Previous studies already investigated the role of surgery-related risk factors, in particular focusing on tear size, number of involved tendons, presence of additional lesions and surgical technique. However, no consensus has been obtained on the role of RC tear characteristics, with some authors claiming that partial tears and small sized tears are in strong correlation with the onset of post-operative SS, while other documenting an association between larger tears and SS [2, 3, 9, 14]. Furthermore, details on repair type and presence or treatment of associated conditions have only been scarcely investigated [3, 9, 15]. The goal of this study is to evaluate the incidence of post-operative SS and to investigate the role of five classes of surgery-related risk factors in the development of this complication, with special attention to the role of RC tear characteristics. The study hypothesis was that the treatment of partial and complete RC tears leads to a different risk of developing post-operative SS.

Materials and methods

Patients referring to our institution to undergo arthroscopic RC repair for degenerative posterosuperior RC tears were assessed for eligibility.
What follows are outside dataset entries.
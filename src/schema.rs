//! Declarative per-field schema.
//!
//! A [`Schema`] maps field names to [`Field`]s. Each field knows how to
//! validate (and normalize) one raw value, and may bind an environment
//! variable whose value overrides the source for that field.
//!
//! ```ignore
//! let schema = Schema::new()
//!     .field("port", Field::integer().coerce().env("PORT"))
//!     .field("host", Field::string().default("localhost"))
//!     .field("tags", Field::array().optional());
//! ```
//!
//! Values flow through as `serde_json::Value` trees. A validator returns the
//! normalized value (e.g. `"3000"` coerced to `3000`) or a reason string that
//! ends up in a [`FieldIssue`](crate::error::FieldIssue).

use std::collections::BTreeMap;
use std::fmt;
use std::marker::PhantomData;
use std::sync::Arc;

use serde::Serialize;
use serde::de::DeserializeOwned;
use serde_json::Value;

/// A custom check for one field's value.
pub trait Validator: Send + Sync {
    /// Validate a present value and return its normalized form.
    fn validate(&self, value: &Value) -> Result<Value, String>;
}

impl<F> Validator for F
where
    F: Fn(&Value) -> Result<Value, String> + Send + Sync,
{
    fn validate(&self, value: &Value) -> Result<Value, String> {
        self(value)
    }
}

struct Typed<T>(PhantomData<fn() -> T>);

impl<T> Validator for Typed<T>
where
    T: DeserializeOwned + Serialize,
{
    fn validate(&self, value: &Value) -> Result<Value, String> {
        let typed: T = serde_json::from_value(value.clone()).map_err(|e| e.to_string())?;
        serde_json::to_value(typed).map_err(|e| e.to_string())
    }
}

#[derive(Clone)]
enum Kind {
    String,
    Integer,
    Number,
    Boolean,
    Array,
    Object,
    Any,
    Custom(Arc<dyn Validator>),
}

impl Kind {
    fn label(&self) -> &'static str {
        match self {
            Kind::String => "string",
            Kind::Integer => "integer",
            Kind::Number => "number",
            Kind::Boolean => "boolean",
            Kind::Array => "array",
            Kind::Object => "object",
            Kind::Any => "any",
            Kind::Custom(_) => "custom",
        }
    }
}

/// One configuration field: its shape, coercion, env binding, and fallback.
#[derive(Clone)]
pub struct Field {
    kind: Kind,
    coerce: bool,
    env: Option<String>,
    optional: bool,
    default: Option<Value>,
}

impl Field {
    fn of(kind: Kind) -> Self {
        Self {
            kind,
            coerce: false,
            env: None,
            optional: false,
            default: None,
        }
    }

    pub fn string() -> Self {
        Self::of(Kind::String)
    }

    /// A whole number (`i64` or `u64` range).
    pub fn integer() -> Self {
        Self::of(Kind::Integer)
    }

    pub fn number() -> Self {
        Self::of(Kind::Number)
    }

    pub fn boolean() -> Self {
        Self::of(Kind::Boolean)
    }

    pub fn array() -> Self {
        Self::of(Kind::Array)
    }

    pub fn object() -> Self {
        Self::of(Kind::Object)
    }

    /// Accept any value as-is.
    pub fn any() -> Self {
        Self::of(Kind::Any)
    }

    /// Validate by deserializing into `T` and serializing back, so the stored
    /// value is exactly what `T` accepts and produces.
    pub fn typed<T>() -> Self
    where
        T: DeserializeOwned + Serialize + 'static,
    {
        Self::of(Kind::Custom(Arc::new(Typed::<T>(PhantomData))))
    }

    pub fn custom(validator: impl Validator + 'static) -> Self {
        Self::of(Kind::Custom(Arc::new(validator)))
    }

    /// Let scalar kinds accept their string spelling (`"8080"`, `"true"`).
    /// Needed for any field fed from an environment variable.
    pub fn coerce(mut self) -> Self {
        self.coerce = true;
        self
    }

    /// Bind an environment variable. When set, it overrides the source value.
    pub fn env(mut self, name: &str) -> Self {
        self.env = Some(name.to_string());
        self
    }

    /// Absence is valid; the field is simply missing from the snapshot.
    pub fn optional(mut self) -> Self {
        self.optional = true;
        self
    }

    /// Value used when the field is absent from every source. Stored as given,
    /// without passing through the validator.
    pub fn default(mut self, value: impl Into<Value>) -> Self {
        self.default = Some(value.into());
        self
    }

    pub fn env_name(&self) -> Option<&str> {
        self.env.as_deref()
    }

    pub fn is_optional(&self) -> bool {
        self.optional
    }

    /// Validate a field slot that may be absent. `null` counts as absent.
    ///
    /// Returns `Ok(None)` when the field is optional and nothing was supplied.
    pub fn validate(&self, raw: Option<&Value>) -> Result<Option<Value>, String> {
        match raw {
            None | Some(Value::Null) => {
                if let Some(default) = &self.default {
                    Ok(Some(default.clone()))
                } else if self.optional {
                    Ok(None)
                } else {
                    Err("required".into())
                }
            }
            Some(value) => self.check(value).map(Some),
        }
    }

    /// Validate a value that is known to be present.
    pub fn check(&self, value: &Value) -> Result<Value, String> {
        match (&self.kind, value) {
            (Kind::Any, v) => Ok(v.clone()),
            (Kind::Custom(validator), v) => validator.validate(v),
            (Kind::String, Value::String(_)) => Ok(value.clone()),
            (Kind::String, Value::Number(n)) if self.coerce => Ok(Value::String(n.to_string())),
            (Kind::String, Value::Bool(b)) if self.coerce => Ok(Value::String(b.to_string())),
            (Kind::Integer, Value::Number(n)) if n.is_i64() || n.is_u64() => Ok(value.clone()),
            (Kind::Integer, Value::String(s)) if self.coerce => parse_integer(s.trim())
                .ok_or_else(|| format!("expected an integer, got \"{s}\"")),
            (Kind::Number, Value::Number(_)) => Ok(value.clone()),
            (Kind::Number, Value::String(s)) if self.coerce => parse_number(s.trim())
                .ok_or_else(|| format!("expected a number, got \"{s}\"")),
            (Kind::Boolean, Value::Bool(_)) => Ok(value.clone()),
            (Kind::Boolean, Value::String(s)) if self.coerce => parse_bool(s.trim())
                .ok_or_else(|| format!("expected a boolean, got \"{s}\"")),
            (Kind::Array, Value::Array(_)) => Ok(value.clone()),
            (Kind::Object, Value::Object(_)) => Ok(value.clone()),
            (kind, other) => Err(format!(
                "expected {}, got {}",
                kind.label(),
                value_label(other)
            )),
        }
    }
}

impl fmt::Debug for Field {
    fn fmt(&self, f: &mut fmt::Formatter<'_>) -> fmt::Result {
        f.debug_struct("Field")
            .field("kind", &self.kind.label())
            .field("coerce", &self.coerce)
            .field("env", &self.env)
            .field("optional", &self.optional)
            .field("default", &self.default)
            .finish()
    }
}

fn parse_integer(s: &str) -> Option<Value> {
    if let Ok(i) = s.parse::<i64>() {
        return Some(Value::from(i));
    }
    s.parse::<u64>().ok().map(Value::from)
}

fn parse_number(s: &str) -> Option<Value> {
    if let Some(int) = parse_integer(s) {
        return Some(int);
    }
    // NaN and infinities have no JSON representation.
    let f = s.parse::<f64>().ok()?;
    serde_json::Number::from_f64(f).map(Value::Number)
}

fn parse_bool(s: &str) -> Option<Value> {
    if s.eq_ignore_ascii_case("true") {
        Some(Value::Bool(true))
    } else if s.eq_ignore_ascii_case("false") {
        Some(Value::Bool(false))
    } else {
        None
    }
}

fn value_label(value: &Value) -> &'static str {
    match value {
        Value::Null => "null",
        Value::Bool(_) => "boolean",
        Value::Number(_) => "number",
        Value::String(_) => "string",
        Value::Array(_) => "array",
        Value::Object(_) => "object",
    }
}

/// The full set of named fields. Immutable once handed to the builder.
#[derive(Debug, Clone, Default)]
pub struct Schema {
    fields: BTreeMap<String, Field>,
}

impl Schema {
    pub fn new() -> Self {
        Self::default()
    }

    /// Add a field. A later field with the same name replaces the earlier one.
    pub fn field(mut self, name: &str, field: Field) -> Self {
        self.fields.insert(name.to_string(), field);
        self
    }

    pub fn get(&self, name: &str) -> Option<&Field> {
        self.fields.get(name)
    }

    pub fn contains(&self, name: &str) -> bool {
        self.fields.contains_key(name)
    }

    pub fn iter(&self) -> impl Iterator<Item = (&str, &Field)> {
        self.fields.iter().map(|(name, field)| (name.as_str(), field))
    }

    pub fn len(&self) -> usize {
        self.fields.len()
    }

    pub fn is_empty(&self) -> bool {
        self.fields.is_empty()
    }
}

/// Env-friendly field constructors handed to schema functions.
///
/// Every field built here already has coercion on, since environment values
/// always arrive as strings.
#[derive(Debug, Clone, Copy, Default)]
pub struct Coerce;

impl Coerce {
    pub fn string(&self) -> Field {
        Field::string().coerce()
    }

    pub fn integer(&self) -> Field {
        Field::integer().coerce()
    }

    pub fn number(&self) -> Field {
        Field::number().coerce()
    }

    pub fn boolean(&self) -> Field {
        Field::boolean().coerce()
    }
}

#[cfg(test)]
mod tests {
    use super::*;
    use serde::Deserialize;
    use serde_json::json;

    #[test]
    fn strict_integer_rejects_string() {
        let err = Field::integer().check(&json!("3000")).unwrap_err();
        assert_eq!(err, "expected integer, got string");
    }

    #[test]
    fn coerced_integer_parses_string() {
        assert_eq!(Field::integer().coerce().check(&json!("3000")).unwrap(), json!(3000));
    }

    #[test]
    fn coerced_integer_rejects_garbage() {
        let err = Field::integer().coerce().check(&json!("invalid")).unwrap_err();
        assert!(err.contains("invalid"));
    }

    #[test]
    fn integer_rejects_fraction() {
        assert!(Field::integer().check(&json!(1.5)).is_err());
    }

    #[test]
    fn coerced_number_accepts_float_and_int() {
        let field = Field::number().coerce();
        assert_eq!(field.check(&json!("1.5")).unwrap(), json!(1.5));
        assert_eq!(field.check(&json!("7")).unwrap(), json!(7));
        assert!(field.check(&json!("NaN")).is_err());
    }

    #[test]
    fn coerced_boolean_is_case_insensitive() {
        let field = Field::boolean().coerce();
        assert_eq!(field.check(&json!("TRUE")).unwrap(), json!(true));
        assert_eq!(field.check(&json!("false")).unwrap(), json!(false));
        assert!(field.check(&json!("yes")).is_err());
    }

    #[test]
    fn coerced_string_accepts_scalars() {
        let field = Field::string().coerce();
        assert_eq!(field.check(&json!(42)).unwrap(), json!("42"));
        assert!(Field::string().check(&json!(42)).is_err());
    }

    #[test]
    fn absent_required_field_fails() {
        assert_eq!(Field::string().validate(None).unwrap_err(), "required");
        assert_eq!(
            Field::string().validate(Some(&Value::Null)).unwrap_err(),
            "required"
        );
    }

    #[test]
    fn absent_optional_field_is_none() {
        assert_eq!(Field::string().optional().validate(None).unwrap(), None);
    }

    #[test]
    fn default_fills_absence() {
        let field = Field::string().default("localhost");
        assert_eq!(field.validate(None).unwrap(), Some(json!("localhost")));
        assert_eq!(
            field.validate(Some(&json!("0.0.0.0"))).unwrap(),
            Some(json!("0.0.0.0"))
        );
    }

    #[derive(Serialize, Deserialize)]
    #[serde(rename_all = "lowercase")]
    enum Mode {
        Fast,
        Slow,
    }

    #[test]
    fn typed_field_uses_serde() {
        let field = Field::typed::<Mode>();
        assert_eq!(field.check(&json!("fast")).unwrap(), json!("fast"));
        assert!(field.check(&json!("medium")).is_err());
    }

    #[test]
    fn custom_closure_validator() {
        let field = Field::custom(|v: &Value| match v.as_u64() {
            Some(port) if port > 0 && port < 65536 => Ok(v.clone()),
            _ => Err("expected a port number".to_string()),
        });
        assert!(field.check(&json!(8080)).is_ok());
        assert_eq!(field.check(&json!(0)).unwrap_err(), "expected a port number");
    }

    #[test]
    fn coerce_helpers_turn_on_coercion() {
        let c = Coerce;
        assert_eq!(c.integer().check(&json!("12")).unwrap(), json!(12));
        assert_eq!(c.boolean().check(&json!("true")).unwrap(), json!(true));
    }

    #[test]
    fn schema_later_field_replaces_earlier() {
        let schema = Schema::new()
            .field("port", Field::string())
            .field("port", Field::integer().env("PORT"));
        assert_eq!(schema.len(), 1);
        assert_eq!(schema.get("port").unwrap().env_name(), Some("PORT"));
    }
}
Patients with acute traumatic RC tears, shoulder instability, or presence of unequivocally diagnosed concomitant disorders of the shoulder, including fractures, glenohumeral arthritis, osteonecrosis or infection were excluded. Patients with clinical signs of pre-operative shoulder stiffness were excluded. Patients with isolated subscapularis tears and isolated bicipital pathology were also excluded.
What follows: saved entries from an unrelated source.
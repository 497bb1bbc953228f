use std::fmt;
use std::path::{Path, PathBuf};
use std::sync::Arc;

use serde_json::{Map, Value};

/// An untyped key-value mapping, as produced by adapters and the env resolver.
pub type RawMap = Map<String, Value>;

/// A concrete configuration source.
#[derive(Debug, Clone, PartialEq)]
pub enum Source {
    /// A literal value, normally an object. Handed to the object adapter.
    Value(Value),
    /// A file on disk. The adapter is chosen from its suffix.
    Path(PathBuf),
}

impl Source {
    pub fn as_path(&self) -> Option<&Path> {
        match self {
            Source::Path(p) => Some(p),
            Source::Value(_) => None,
        }
    }
}

impl From<RawMap> for Source {
    fn from(map: RawMap) -> Self {
        Source::Value(Value::Object(map))
    }
}

impl From<Value> for Source {
    fn from(value: Value) -> Self {
        Source::Value(value)
    }
}

impl From<PathBuf> for Source {
    fn from(path: PathBuf) -> Self {
        Source::Path(path)
    }
}

impl From<&Path> for Source {
    fn from(path: &Path) -> Self {
        Source::Path(path.to_path_buf())
    }
}

impl From<&str> for Source {
    fn from(path: &str) -> Self {
        Source::Path(PathBuf::from(path))
    }
}

impl From<String> for Source {
    fn from(path: String) -> Self {
        Source::Path(PathBuf::from(path))
    }
}

type SourceFn = dyn Fn(&RawMap) -> Source + Send + Sync;

/// What the caller hands to `load`: a source, or a function choosing one
/// from the resolved environment overlay.
#[derive(Clone)]
pub enum SourceRef {
    Fixed(Source),
    Computed(Arc<SourceFn>),
}

impl SourceRef {
    /// Pick the source from a function of the validated env overlay, e.g. a
    /// file name keyed on an environment tag.
    pub fn computed<F>(f: F) -> Self
    where
        F: Fn(&RawMap) -> Source + Send + Sync + 'static,
    {
        SourceRef::Computed(Arc::new(f))
    }

    pub fn resolve(&self, overlay: &RawMap) -> Source {
        match self {
            SourceRef::Fixed(source) => source.clone(),
            SourceRef::Computed(f) => f(overlay),
        }
    }
}

impl fmt::Debug for SourceRef {
    fn fmt(&self, f: &mut fmt::Formatter<'_>) -> fmt::Result {
        match self {
            SourceRef::Fixed(source) => f.debug_tuple("Fixed").field(source).finish(),
            SourceRef::Computed(_) => f.write_str("Computed(..)"),
        }
    }
}

impl From<Source> for SourceRef {
    fn from(source: Source) -> Self {
        SourceRef::Fixed(source)
    }
}

macro_rules! fixed_source_ref {
    ($($ty:ty),*) => {
        $(
            impl From<$ty> for SourceRef {
                fn from(source: $ty) -> Self {
                    SourceRef::Fixed(Source::from(source))
                }
            }
        )*
    };
}

fixed_source_ref!(RawMap, Value, PathBuf, &Path, &str, String);

/// Text encoding used by the file adapters.
#[derive(Debug, Clone, Copy, Default, PartialEq, Eq)]
pub enum Encoding {
    #[default]
    Utf8,
    /// ISO-8859-1: every byte maps to the code point of the same value.
    Latin1,
}

impl Encoding {
    pub fn decode(self, bytes: Vec<u8>) -> Result<String, String> {
        match self {
            Encoding::Utf8 => String::from_utf8(bytes).map_err(|e| e.to_string()),
            Encoding::Latin1 => Ok(bytes.into_iter().map(char::from).collect()),
        }
    }
}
All surgeries were performed under sedation and brachial plexus block by a single surgeon with extensive experience in shoulder arthroscopy. The patient was positioned in lateral decubitus, with a traction device keeping the upper limb kept at approximately 30° of flexion and 30° of abduction. Diagnostic arthroscopy was performed from standard posterior, midglenoid and lateral portals; the size of the tear was classified according to the Southern California Orthopaedic Institute (SCOI) classification [16] and the presence of intra-articular pathology was documented.

Either a standard single-row repair with titanium suture anchors (Super Revo® FT and ThRevo® FT Suture Anchors, Conmed, Utica, NY, USA) or a transosseous repair technique (Arthrotunneler™, Tornier, Bloomington, MN, USA) were used to address complete RC lesions, according to the surgeon’s preference. All partial lesions were completed and then treated with a single-row repair (Tear Completion and Repair technique, TCR). Acromioplasty was performed with Sampson’s cutting block technique in patients with type 2 or 3 acromial morphology according to Bigliani’s classification [17]. All the patients were operated by a single surgeon (P.S.R.). During and after surgery, information on five classes of intra-operative risk factors (Table 1) was collected by two examiners not involved in the tendon repair procedure and entered into a spreadsheet for analysis (F.M.F., S.M.).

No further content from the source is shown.